I had not gone far before I perceived one of the workmen following me, who put into my hands a billet. The contents were these:—

"MR. WILLIAMS,

"Let me see you no more. I have a right at least to expect your compliance with this requisition; and, upon that condition, I pardon the enormous impropriety and guilt with which you have conducted yourself to me and my family.

"LAURA DENISON."

The sensations with which I read these few lines are indescribable. I found in them a dreadful confirmation of the calamity that on all sides invaded me. But what I felt most was the unmoved coldness with which they appeared to be written. This coldness from Laura, my comforter, my friend, my mother! To dismiss, to cast me off for ever, without one thought of compunction!

I determined however, in spite of her requisition, and in spite of her coldness, to have an explanation with her. I did not despair of conquering the antipathy she harboured. I did not fear that I should rouse her from the vulgar and unworthy conception, of condemning a man, in points the most material to his happiness, without stating the accusations that are urged against him, and without hearing him in reply.

Though I had no doubt, by means of resolution, of gaining access to her in her house, yet I preferred taking her unprepared, and not warmed against me by any previous contention. Accordingly, the next morning, at the time she usually devoted to half an hour's air and exercise, I hastened to her garden, leaped the paling, and concealed myself in an arbour. Presently I saw, from my retreat, the younger part of the family strolling through the garden, and from thence into the fields; but it was not my business to be seen by them. I looked after them however with earnestness, unobserved; and I could not help asking myself, with a deep and heartfelt sigh, whether it were possible that I saw them now for the last time?
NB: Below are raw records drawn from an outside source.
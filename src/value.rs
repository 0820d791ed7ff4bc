/*
 * ==========================================================================
 * PYCRAFT - Slash Commands, Real Expressions
 * ==========================================================================
 *
 * Author:   Sam Wilcox
 *
 * License:
 * This file is part of the PYCRAFT scripting language project.
 *
 * PYCRAFT is dual-licensed under the terms of:
 *   - The MIT license
 *   - The Apache License, Version 2.0
 *
 * You may choose either license to govern your use of this software.
 *
 * Unless required by applicable law or agreed to in writing, software
 * distributed under these licenses is distributed on an "AS IS" BASIS,
 * WITHOUT WARRANTIES OR CONDITIONS OF ANY KIND, either express or implied.
 *
 * ==========================================================================
 */

//! Runtime values and every coercion rule the operators share.
//!
//! Operators never convert values themselves; they ask this module, so
//! `+`, comparisons, bitwise operators and equality all agree on what
//! "numeric" means.

use std::cell::RefCell;
use std::fmt;
use std::rc::Rc;

use crate::ast::FunctionDecl;
use crate::interpreter::environment::Environment;
use crate::interpreter::output::OutputHandler;

/// Host function signature: the output sink plus evaluated arguments.
pub type NativeFn = fn(&OutputHandler, &[Value]) -> Value;

/// PyCraft runtime value representation.
///
/// This is the core type that flows through the interpreter.
/// Every expression ultimately evaluates to one of these.
#[derive(Clone)]
pub enum Value {
    Number(f64),
    Bool(bool),
    String(String),
    Null,
    Function(Rc<Callable>),
}

/// Anything that can be invoked with `(...)`.
pub enum Callable {
    /// Declared with `/function`; runs in a child of `closure`.
    User {
        decl: Rc<FunctionDecl>,
        closure: Rc<RefCell<Environment>>,
    },

    /// Provided by the host with a fixed arity.
    Native {
        name: &'static str,
        arity: usize,
        func: NativeFn,
    },
}

impl Callable {
    pub fn name(&self) -> &str {
        match self {
            Callable::User { decl, .. } => &decl.name.lexeme,
            Callable::Native { name, .. } => name,
        }
    }

    pub fn arity(&self) -> usize {
        match self {
            Callable::User { decl, .. } => decl.params.len(),
            Callable::Native { arity, .. } => *arity,
        }
    }
}

impl fmt::Display for Callable {
    fn fmt(&self, f: &mut fmt::Formatter<'_>) -> fmt::Result {
        match self {
            Callable::User { .. } => write!(f, "<fn {}>", self.name()),
            Callable::Native { .. } => write!(f, "<native fn {}>", self.name()),
        }
    }
}

impl fmt::Debug for Callable {
    // The closure environment may contain this very function.
    fn fmt(&self, f: &mut fmt::Formatter<'_>) -> fmt::Result {
        write!(f, "{}", self)
    }
}

impl fmt::Debug for Value {
    fn fmt(&self, f: &mut fmt::Formatter<'_>) -> fmt::Result {
        match self {
            Value::Number(n) => write!(f, "Number({})", n),
            Value::Bool(b) => write!(f, "Bool({})", b),
            Value::String(s) => write!(f, "String({:?})", s),
            Value::Null => write!(f, "Null"),
            Value::Function(c) => write!(f, "Function({})", c),
        }
    }
}

impl PartialEq for Value {
    /// Structural identity, used by tests. Language equality lives in
    /// [`Value::equals_loose`] and [`Value::equals_strict`].
    fn eq(&self, other: &Self) -> bool {
        match (self, other) {
            (Value::Number(a), Value::Number(b)) => a == b,
            (Value::Bool(a), Value::Bool(b)) => a == b,
            (Value::String(a), Value::String(b)) => a == b,
            (Value::Null, Value::Null) => true,
            (Value::Function(a), Value::Function(b)) => Rc::ptr_eq(a, b),
            _ => false,
        }
    }
}

impl fmt::Display for Value {
    /// The user-facing text of a value.
    ///
    /// Integral numbers print without a decimal point, so `8.0` is `8`.
    fn fmt(&self, f: &mut fmt::Formatter<'_>) -> fmt::Result {
        match self {
            Value::Number(n) => write!(f, "{}", format_number(*n)),
            Value::Bool(b) => write!(f, "{}", b),
            Value::String(s) => write!(f, "{}", s),
            Value::Null => write!(f, "null"),
            Value::Function(c) => write!(f, "{}", c),
        }
    }
}

/// Formats a number, dropping the fraction when it is zero.
pub fn format_number(n: f64) -> String {
    if n.is_finite() && n.fract() == 0.0 && n.abs() < 1e15 {
        format!("{}", n as i64)
    } else {
        format!("{}", n)
    }
}

/// Parses text as a number; only plain decimal notation counts.
fn parse_numeric_text(text: &str) -> Option<f64> {
    let trimmed = text.trim();

    if trimmed.is_empty()
        || !trimmed
            .chars()
            .all(|c| c.is_ascii_digit() || matches!(c, '.' | '-' | '+' | 'e' | 'E'))
    {
        return None;
    }

    trimmed.parse::<f64>().ok()
}

impl Value {
    /// Runtime category name used in error messages.
    pub fn type_name(&self) -> &'static str {
        match self {
            Value::Number(_) => "number",
            Value::Bool(_) => "bool",
            Value::String(_) => "string",
            Value::Null => "nil",
            Value::Function(_) => "function",
        }
    }

    /// Truthiness: nil is false, numbers are true when nonzero, text when
    /// non-empty, booleans are themselves and functions are always true.
    pub fn is_truthy(&self) -> bool {
        match self {
            Value::Null => false,
            Value::Bool(b) => *b,
            Value::Number(n) => *n != 0.0,
            Value::String(s) => !s.is_empty(),
            Value::Function(_) => true,
        }
    }

    /// Numeric coercion: numbers, numeric text, and booleans as 1/0.
    pub fn to_number(&self) -> Option<f64> {
        match self {
            Value::Number(n) => Some(*n),
            Value::String(s) => parse_numeric_text(s),
            Value::Bool(b) => Some(if *b { 1.0 } else { 0.0 }),
            Value::Null | Value::Function(_) => None,
        }
    }

    /// Integer coercion: the numeric coercion truncated toward zero.
    pub fn to_int(&self) -> Option<i64> {
        self.to_number().map(|n| n.trunc() as i64)
    }

    /// Whether `+` may treat this operand as a number.
    ///
    /// Narrower than [`Value::to_number`]: booleans concatenate.
    pub fn is_additive_number(&self) -> bool {
        match self {
            Value::Number(_) => true,
            Value::String(s) => parse_numeric_text(s).is_some(),
            _ => false,
        }
    }

    /// Boolean coercion used by loose equality.
    pub fn to_bool(&self) -> Option<bool> {
        match self {
            Value::Bool(b) => Some(*b),
            Value::String(s) => match s.as_str() {
                "1" | "true" | "True" | "TRUE" => Some(true),
                "0" | "false" | "False" | "FALSE" => Some(false),
                _ => None,
            },
            _ => None,
        }
    }

    /// `==`: booleans first, then numbers, then text.
    pub fn equals_loose(&self, other: &Value) -> bool {
        let both_bool_or_text = matches!(self, Value::Bool(_) | Value::String(_))
            && matches!(other, Value::Bool(_) | Value::String(_));

        if both_bool_or_text {
            if let (Some(a), Some(b)) = (self.to_bool(), other.to_bool()) {
                return a == b;
            }
        }

        if let (Some(a), Some(b)) = (self.to_number(), other.to_number()) {
            return a == b;
        }

        self.to_string() == other.to_string()
    }

    /// `===`: no coercion, and values of different categories never match.
    pub fn equals_strict(&self, other: &Value) -> bool {
        match (self, other) {
            (Value::Null, Value::Null) => true,
            (Value::Bool(a), Value::Bool(b)) => a == b,
            (Value::Number(a), Value::Number(b)) => a == b,
            (Value::String(a), Value::String(b)) => a == b,
            (Value::Function(a), Value::Function(b)) => Rc::ptr_eq(a, b),
            _ => false,
        }
    }

    /// Whether this value belongs to the named type, for `is`.
    ///
    /// `int` needs an integral number, `float`/`double` accept any number,
    /// `char` is text of exactly one character.
    pub fn matches_type(&self, type_name: &str) -> bool {
        match (type_name.to_lowercase().as_str(), self) {
            ("int", Value::Number(n)) => n.is_finite() && n.fract() == 0.0,
            ("float" | "double", Value::Number(_)) => true,
            ("bool", Value::Bool(_)) => true,
            ("char", Value::String(s)) => s.chars().count() == 1,
            ("string", Value::String(_)) => true,
            _ => false,
        }
    }

    /// Default value bound by `/summon <type> @name` without an initializer.
    pub fn default_for_type(type_name: &str) -> Value {
        match type_name.to_lowercase().as_str() {
            "int" | "float" | "double" => Value::Number(0.0),
            "bool" => Value::Bool(false),
            "char" | "string" => Value::String(String::new()),
            _ => Value::Null,
        }
    }
}

#[cfg(test)]
mod tests {
    use super::*;
    use pretty_assertions::assert_eq;

    fn text(s: &str) -> Value {
        Value::String(s.to_string())
    }

    #[test]
    fn integral_numbers_print_without_fraction() {
        assert_eq!(Value::Number(8.0).to_string(), "8");
        assert_eq!(Value::Number(-3.0).to_string(), "-3");
        assert_eq!(Value::Number(3.5).to_string(), "3.5");
        assert_eq!(Value::Null.to_string(), "null");
    }

    #[test]
    fn truthiness_table() {
        assert!(!Value::Null.is_truthy());
        assert!(!Value::Number(0.0).is_truthy());
        assert!(Value::Number(-1.0).is_truthy());
        assert!(!text("").is_truthy());
        assert!(text("0").is_truthy());
        assert!(!Value::Bool(false).is_truthy());
    }

    #[test]
    fn numeric_text_coerces_but_words_do_not() {
        assert_eq!(text(" 42 ").to_number(), Some(42.0));
        assert_eq!(text("inf").to_number(), None);
        assert_eq!(text("NaN").to_number(), None);
        assert_eq!(text("abc").to_number(), None);
        assert_eq!(Value::Bool(true).to_number(), Some(1.0));
        assert_eq!(Value::Number(-2.9).to_int(), Some(-2));
    }

    #[test]
    fn loose_equality_tiers() {
        assert!(text("true").equals_loose(&Value::Bool(true)));
        assert!(text("1").equals_loose(&text("TRUE")));
        assert!(text("5").equals_loose(&Value::Number(5.0)));
        assert!(Value::Bool(true).equals_loose(&Value::Number(1.0)));
        assert!(Value::Null.equals_loose(&text("null")));
        assert!(!text("yes").equals_loose(&Value::Bool(true)));
    }

    #[test]
    fn strict_equality_never_crosses_categories() {
        assert!(Value::Null.equals_strict(&Value::Null));
        assert!(!text("5").equals_strict(&Value::Number(5.0)));
        assert!(!Value::Bool(true).equals_strict(&Value::Number(1.0)));
        assert!(Value::Number(2.0).equals_strict(&Value::Number(2.0)));
    }

    #[test]
    fn type_membership() {
        assert!(Value::Number(3.0).matches_type("int"));
        assert!(!Value::Number(3.5).matches_type("int"));
        assert!(Value::Number(3.0).matches_type("Float"));
        assert!(text("a").matches_type("char"));
        assert!(!text("ab").matches_type("char"));
        assert!(text("ab").matches_type("string"));
        assert!(!Value::Null.matches_type("nil"));
        assert!(!Value::Number(1.0).matches_type("number"));
    }

    #[test]
    fn summon_defaults() {
        assert_eq!(Value::default_for_type("int"), Value::Number(0.0));
        assert_eq!(Value::default_for_type("double"), Value::Number(0.0));
        assert_eq!(Value::default_for_type("bool"), Value::Bool(false));
        assert_eq!(Value::default_for_type("char"), text(""));
        assert_eq!(Value::default_for_type("block"), Value::Null);
    }
}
They had not advanced far into the fields, before their mother made her appearance. I observed in her her usual serenity and sweetness of countenance. I could feel my heart knocking against my ribs. My whole frame was in a tumult. I stole out of the arbour; and, as I advanced nearer, my pace became quickened.

"For God's sake, madam," exclaimed I, "give me a hearing! Do not avoid me!"

She stood still. "No, sir," she replied, "I shall not avoid you. I wished you to dispense with this meeting; but since I cannot obtain that—I am conscious of no wrong; and therefore, though the meeting gives me pain, it inspires me with no fear."